WHAT THE TASK REQUIRES: Only lines containing "with" belong in the answer, each copied from the entries below.

[[ INPUT MATERIAL open ]]

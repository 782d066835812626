//! Field-root tracker.
//!
//! For every `(subdomain, field)` we keep the frontier of update messages that wrote the field and
//! have not been causally superseded by a later write to it. One root means the field is settled;
//! several mean concurrent writers that nobody has merged yet.

use std::collections::{BTreeMap, BTreeSet};

use dashmap::DashMap;
use tracing::warn;

use crate::msg::MsgId;
use crate::tangle::Tangle;

#[derive(Debug, Default)]
pub struct FieldRoots {
    map: DashMap<String, BTreeMap<String, BTreeSet<MsgId>>>,
}

impl FieldRoots {
    pub fn new() -> Self {
        Self::default()
    }

    pub fn get(&self, subdomain: &str, field: &str) -> Option<BTreeSet<MsgId>> {
        self.map
            .get(subdomain)
            .and_then(|fields| fields.value().get(field).cloned())
    }

    /// All fields of a subdomain with their roots.
    pub fn all(&self, subdomain: &str) -> BTreeMap<String, BTreeSet<MsgId>> {
        self.map
            .get(subdomain)
            .map(|fields| fields.value().clone())
            .unwrap_or_default()
    }

    /// Records that message `id` wrote each of `fields`.
    ///
    /// An existing root is replaced when it causally precedes `id`; otherwise both stay, since
    /// they are concurrent writes to the same field.
    pub fn learn<'a>(
        &self,
        subdomain: &str,
        id: MsgId,
        fields: impl IntoIterator<Item = &'a str>,
        tangle: &Tangle,
    ) {
        let mut entry = self.map.entry(subdomain.to_string()).or_default();
        for field in fields {
            let roots = entry.value_mut().entry(field.to_string()).or_default();
            roots.retain(|existing| {
                // Causal delivery makes this unreachable.
                let out_of_order = tangle.precedes(&id, existing);
                debug_assert!(
                    !out_of_order,
                    "{id:?} learned after its successor {existing:?}"
                );
                if out_of_order {
                    warn!(
                        msg = %id.short(),
                        root = %existing.short(),
                        field,
                        "update arrived after a causally later root"
                    );
                }
                !tangle.precedes(existing, &id)
            });
            roots.insert(id);
        }
    }

    /// Deduplicated union of the roots of `fields`, in field order.
    pub fn supersedes_for<'a>(
        &self,
        subdomain: &str,
        fields: impl IntoIterator<Item = &'a str>,
    ) -> Vec<MsgId> {
        let Some(entry) = self.map.get(subdomain) else {
            return Vec::new();
        };
        let mut seen = BTreeSet::new();
        let mut out = Vec::new();
        for field in fields {
            for root in entry.value().get(field).into_iter().flatten() {
                if seen.insert(*root) {
                    out.push(*root);
                }
            }
        }
        out
    }

    /// Every root of every field of a subdomain, deduplicated.
    pub fn distinct_roots(&self, subdomain: &str) -> BTreeSet<MsgId> {
        self.map
            .get(subdomain)
            .map(|fields| fields.value().values().flatten().copied().collect())
            .unwrap_or_default()
    }
}

#[cfg(test)]
mod tests {
    use super::*;

    fn id(label: &str) -> MsgId {
        MsgId::digest(label.as_bytes())
    }

    fn chain(labels: &[&str]) -> (Tangle, Vec<MsgId>) {
        let root = id("moot");
        let mut tangle = Tangle::new(root);
        tangle.add(root, &BTreeSet::new()).expect("moot");
        let mut ids = Vec::new();
        let mut prev = root;
        for label in labels {
            let next = id(label);
            tangle
                .add(next, &[prev].into_iter().collect())
                .expect("chain link");
            ids.push(next);
            prev = next;
        }
        (tangle, ids)
    }

    #[test]
    fn later_write_replaces_earlier_root() {
        let (tangle, ids) = chain(&["a", "b", "c"]);
        let roots = FieldRoots::new();

        roots.learn("profile", ids[0], ["name"], &tangle);
        roots.learn("profile", ids[1], ["age"], &tangle);
        roots.learn("profile", ids[2], ["name"], &tangle);

        assert_eq!(roots.get("profile", "name"), Some([ids[2]].into()));
        assert_eq!(roots.get("profile", "age"), Some([ids[1]].into()));
        assert_eq!(roots.distinct_roots("profile"), [ids[1], ids[2]].into());
    }

    #[test]
    fn concurrent_writes_accumulate() {
        let (mut tangle, ids) = chain(&["a"]);
        let branch = id("branch");
        let root = tangle.root();
        tangle
            .add(branch, &[root].into_iter().collect())
            .expect("branch");
        let roots = FieldRoots::new();

        roots.learn("profile", ids[0], ["age"], &tangle);
        roots.learn("profile", branch, ["age"], &tangle);

        assert_eq!(roots.get("profile", "age"), Some([ids[0], branch].into()));
        assert_eq!(
            roots.supersedes_for("profile", ["age", "age"]).len(),
            2,
            "supersedes is deduplicated"
        );
    }

    #[test]
    fn subdomains_are_independent() {
        let (tangle, ids) = chain(&["a"]);
        let roots = FieldRoots::new();
        roots.learn("profile", ids[0], ["name"], &tangle);

        assert!(roots.all("settings").is_empty());
        assert_eq!(roots.get("settings", "name"), None);
        assert_eq!(roots.supersedes_for("settings", ["name"]), Vec::<MsgId>::new());
    }

    /// moot <- a, moot <- branch, {a, branch} <- join.
    fn diamond() -> (Tangle, [MsgId; 3]) {
        let (mut tangle, ids) = chain(&["a"]);
        let (a, branch, join) = (ids[0], id("branch"), id("join"));
        let root = tangle.root();
        tangle
            .add(branch, &[root].into_iter().collect())
            .expect("branch");
        tangle
            .add(join, &[a, branch].into_iter().collect())
            .expect("join");
        (tangle, [a, branch, join])
    }

    #[test]
    fn concurrent_roots_do_not_depend_on_arrival_order() {
        let (tangle, [a, branch, _]) = diamond();
        let forward = FieldRoots::new();
        forward.learn("profile", a, ["age"], &tangle);
        forward.learn("profile", branch, ["age"], &tangle);
        let backward = FieldRoots::new();
        backward.learn("profile", branch, ["age"], &tangle);
        backward.learn("profile", a, ["age"], &tangle);

        assert_eq!(forward.all("profile"), backward.all("profile"));
        assert_eq!(forward.get("profile", "age"), Some([a, branch].into()));
    }

    #[test]
    fn join_collapses_concurrent_roots() {
        let (tangle, [a, branch, join]) = diamond();
        let roots = FieldRoots::new();
        roots.learn("profile", a, ["age", "name"], &tangle);
        roots.learn("profile", branch, ["age"], &tangle);
        roots.learn("profile", join, ["age"], &tangle);

        assert_eq!(roots.get("profile", "age"), Some([join].into()));
        assert_eq!(roots.get("profile", "name"), Some([a].into()));
        assert_eq!(roots.distinct_roots("profile"), [a, join].into());
    }
}
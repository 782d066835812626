//! The message log the dict engine sits on.
//!
//! The engine never persists anything itself. It consumes a [`MsgStore`]: something that can
//! enumerate stored messages, stream newly added ones in causal order, hand out tangles, and
//! append new messages under the local identity.
//!
//! [`MemoryStore`] is a complete in-process implementation used by the demo binary and the tests.
//! It has no signing or persistence; those belong to a real log.

use std::collections::HashMap;
use std::sync::{Arc, Mutex, MutexGuard, PoisonError};

use futures::future::{BoxFuture, FutureExt};
use serde_json::Value;
use tokio::sync::mpsc;
use tracing::debug;

use crate::error::StoreError;
use crate::msg::{AccountId, Msg, MsgId};
use crate::tangle::Tangle;

pub trait MsgStore: Send + Sync + 'static {
    /// Every stored message, in the order it was appended.
    fn msgs(&self) -> Vec<(MsgId, Msg)>;

    /// Stream of messages appended after this call, in causal order.
    ///
    /// Dropping the receiver unsubscribes.
    fn subscribe(&self) -> mpsc::UnboundedReceiver<(MsgId, Msg)>;

    fn get(&self, id: &MsgId) -> Option<Msg>;

    /// Snapshot of the tangle rooted at `root`, if any message of it is stored.
    fn tangle(&self, root: &MsgId) -> Option<Arc<Tangle>>;

    /// Appends a new message on the current tips of the `(account, domain)` tangle, creating the
    /// moot first if needed. Resolves once the message is durably stored.
    fn publish(
        &self,
        account: AccountId,
        domain: String,
        data: Value,
    ) -> BoxFuture<'_, Result<(MsgId, Msg), StoreError>>;
}

#[derive(Default)]
struct StoreInner {
    order: Vec<MsgId>,
    by_id: HashMap<MsgId, Msg>,
    tangles: HashMap<MsgId, Arc<Tangle>>,
    subscribers: Vec<mpsc::UnboundedSender<(MsgId, Msg)>>,
    closed: bool,
}

/// In-memory [`MsgStore`].
#[derive(Default)]
pub struct MemoryStore {
    inner: Mutex<StoreInner>,
}

impl MemoryStore {
    pub fn new() -> Self {
        Self::default()
    }

    fn lock(&self) -> MutexGuard<'_, StoreInner> {
        self.inner.lock().unwrap_or_else(PoisonError::into_inner)
    }

    pub fn len(&self) -> usize {
        self.lock().order.len()
    }

    pub fn is_empty(&self) -> bool {
        self.len() == 0
    }

    /// Stores an already-built message, e.g. one received from another peer.
    ///
    /// Adding a message that is already stored is a no-op and does not notify subscribers.
    pub fn add(&self, msg: Msg) -> Result<MsgId, StoreError> {
        let mut inner = self.lock();
        if inner.closed {
            return Err(StoreError::Closed);
        }
        Self::append(&mut inner, msg)
    }

    /// Stops accepting messages and ends every subscription stream.
    pub fn close(&self) {
        let mut inner = self.lock();
        inner.closed = true;
        inner.subscribers.clear();
    }

    fn append(inner: &mut StoreInner, msg: Msg) -> Result<MsgId, StoreError> {
        let id = msg.id();
        if inner.by_id.contains_key(&id) {
            return Ok(id);
        }

        let root = msg.tangle_root(&id);
        let mut tangle = inner
            .tangles
            .remove(&root)
            .unwrap_or_else(|| Arc::new(Tangle::new(root)));
        let added = Arc::make_mut(&mut tangle).add_msg(id, &msg);
        if !tangle.is_empty() {
            inner.tangles.insert(root, tangle);
        }
        added?;

        debug!(msg = %id.short(), domain = %msg.domain, "stored message");
        inner.order.push(id);
        inner.by_id.insert(id, msg.clone());
        inner
            .subscribers
            .retain(|tx| tx.send((id, msg.clone())).is_ok());

        Ok(id)
    }

    fn append_update(
        &self,
        account: AccountId,
        domain: &str,
        data: Value,
    ) -> Result<(MsgId, Msg), StoreError> {
        if domain.is_empty() {
            return Err(StoreError::Rejected("empty domain".to_string()));
        }

        let mut inner = self.lock();
        if inner.closed {
            return Err(StoreError::Closed);
        }

        let moot = Msg::moot(account, domain);
        let root = Self::append(&mut inner, moot)?;

        let prev = inner
            .tangles
            .get(&root)
            .map(|tangle| tangle.tips().clone())
            .unwrap_or_default();
        let msg = Msg::update_on(account, domain, prev, data);
        let id = Self::append(&mut inner, msg.clone())?;

        Ok((id, msg))
    }
}

impl MsgStore for MemoryStore {
    fn msgs(&self) -> Vec<(MsgId, Msg)> {
        let inner = self.lock();
        inner
            .order
            .iter()
            .filter_map(|id| inner.by_id.get(id).map(|msg| (*id, msg.clone())))
            .collect()
    }

    fn subscribe(&self) -> mpsc::UnboundedReceiver<(MsgId, Msg)> {
        let (tx, rx) = mpsc::unbounded_channel();
        let mut inner = self.lock();
        if !inner.closed {
            inner.subscribers.push(tx);
        }
        rx
    }

    fn get(&self, id: &MsgId) -> Option<Msg> {
        self.lock().by_id.get(id).cloned()
    }

    fn tangle(&self, root: &MsgId) -> Option<Arc<Tangle>> {
        self.lock().tangles.get(root).cloned()
    }

    fn publish(
        &self,
        account: AccountId,
        domain: String,
        data: Value,
    ) -> BoxFuture<'_, Result<(MsgId, Msg), StoreError>> {
        async move { self.append_update(account, &domain, data) }.boxed()
    }
}

#[cfg(test)]
mod tests {
    use super::*;
    use crate::msg::moot_id;
    use serde_json::json;

    #[tokio::test]
    async fn publish_creates_moot_lazily_and_chains_on_tips() {
        let store = MemoryStore::new();
        let alice = MsgId::digest(b"alice");
        let mut rx = store.subscribe();

        let (first, _) = store
            .publish(alice, "dict_v1__profile".into(), json!({ "n": 1 }))
            .await
            .expect("first publish");
        let (second, msg) = store
            .publish(alice, "dict_v1__profile".into(), json!({ "n": 2 }))
            .await
            .expect("second publish");

        let root = moot_id(&alice, "dict_v1__profile");
        assert_eq!(store.len(), 3);
        assert_eq!(msg.tangle.expect("link").prev.into_iter().collect::<Vec<_>>(), vec![first]);

        let tangle = store.tangle(&root).expect("tangle");
        assert_eq!(tangle.depth(&second), Some(2));

        let delivered: Vec<MsgId> = [
            rx.recv().await.expect("moot").0,
            rx.recv().await.expect("first").0,
            rx.recv().await.expect("second").0,
        ]
        .into();
        assert_eq!(delivered, vec![root, first, second]);
    }

    #[test]
    fn add_is_idempotent_and_checks_parents() {
        let store = MemoryStore::new();
        let alice = MsgId::digest(b"alice");
        let root = moot_id(&alice, "dict_v1__x");
        let orphan = Msg::update_on(alice, "dict_v1__x", [root].into_iter().collect(), json!({}));

        assert!(matches!(store.add(orphan.clone()), Err(StoreError::Tangle(_))));
        assert!(store.tangle(&orphan.tangle_root(&orphan.id())).is_none());

        store.add(Msg::moot(alice, "dict_v1__x")).expect("moot");
        store.add(Msg::moot(alice, "dict_v1__x")).expect("moot again");
        store.add(orphan).expect("now attached");
        assert_eq!(store.len(), 2);
    }

    #[tokio::test]
    async fn closed_store_rejects_publish() {
        let store = MemoryStore::new();
        let mut rx = store.subscribe();
        store.close();

        let err = store
            .publish(MsgId::digest(b"alice"), "dict_v1__p".into(), json!({}))
            .await
            .expect_err("closed");
        assert!(matches!(err, StoreError::Closed));
        assert!(rx.recv().await.is_none());
    }
}
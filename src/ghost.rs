//! Ghost eligibility.
//!
//! Old updates can be dropped to a reduced "ghost" form once nothing needed to rebuild the current
//! record depends on them. The required frontier is recomputed from the tangle itself rather than
//! taken from the live field-root tracker, so the answer stays correct even if that cache is cold.
//!
//! Only a window of `ghost_span` levels directly below the required frontier is reported as
//! ghostable; anything deeper was already eligible in an earlier window.

use std::collections::BTreeSet;

use crate::merge::owner_updates;
use crate::msg::{Msg, MsgId};
use crate::tangle::Tangle;

/// Field roots implied by the tangle's contents: walk the owner's updates in topological order,
/// drop whatever each one supersedes, then add the update itself.
pub fn required_roots(
    tangle: &Tangle,
    lookup: impl FnMut(&MsgId) -> Option<Msg>,
) -> BTreeSet<MsgId> {
    let mut roots = BTreeSet::new();
    for (id, payload) in owner_updates(tangle, lookup) {
        for superseded in &payload.supersedes {
            roots.remove(superseded);
        }
        roots.insert(id);
    }
    roots
}

/// Smallest depth among the required roots. A tangle with no updates requires nothing past the
/// moot, so this is 0.
pub fn min_required_depth(tangle: &Tangle, lookup: impl FnMut(&MsgId) -> Option<Msg>) -> u64 {
    required_roots(tangle, lookup)
        .iter()
        .filter_map(|id| tangle.depth(id))
        .min()
        .unwrap_or(0)
}

pub fn min_ghost_depth(min_required_depth: u64, ghost_span: u64) -> u64 {
    min_required_depth.saturating_sub(ghost_span)
}

/// Whether a message at `depth` falls in the ghostable window `[min_ghost, min_required)`.
pub fn in_ghost_window(depth: u64, min_required_depth: u64, ghost_span: u64) -> bool {
    min_ghost_depth(min_required_depth, ghost_span) <= depth && depth < min_required_depth
}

[[ INPUT MATERIAL closed ]]

RESPONSE TO THE EXERCISE:
    /// All fields of a subdomain with their roots.
/// Smallest depth among the required roots. A tangle with no updates requires nothing past the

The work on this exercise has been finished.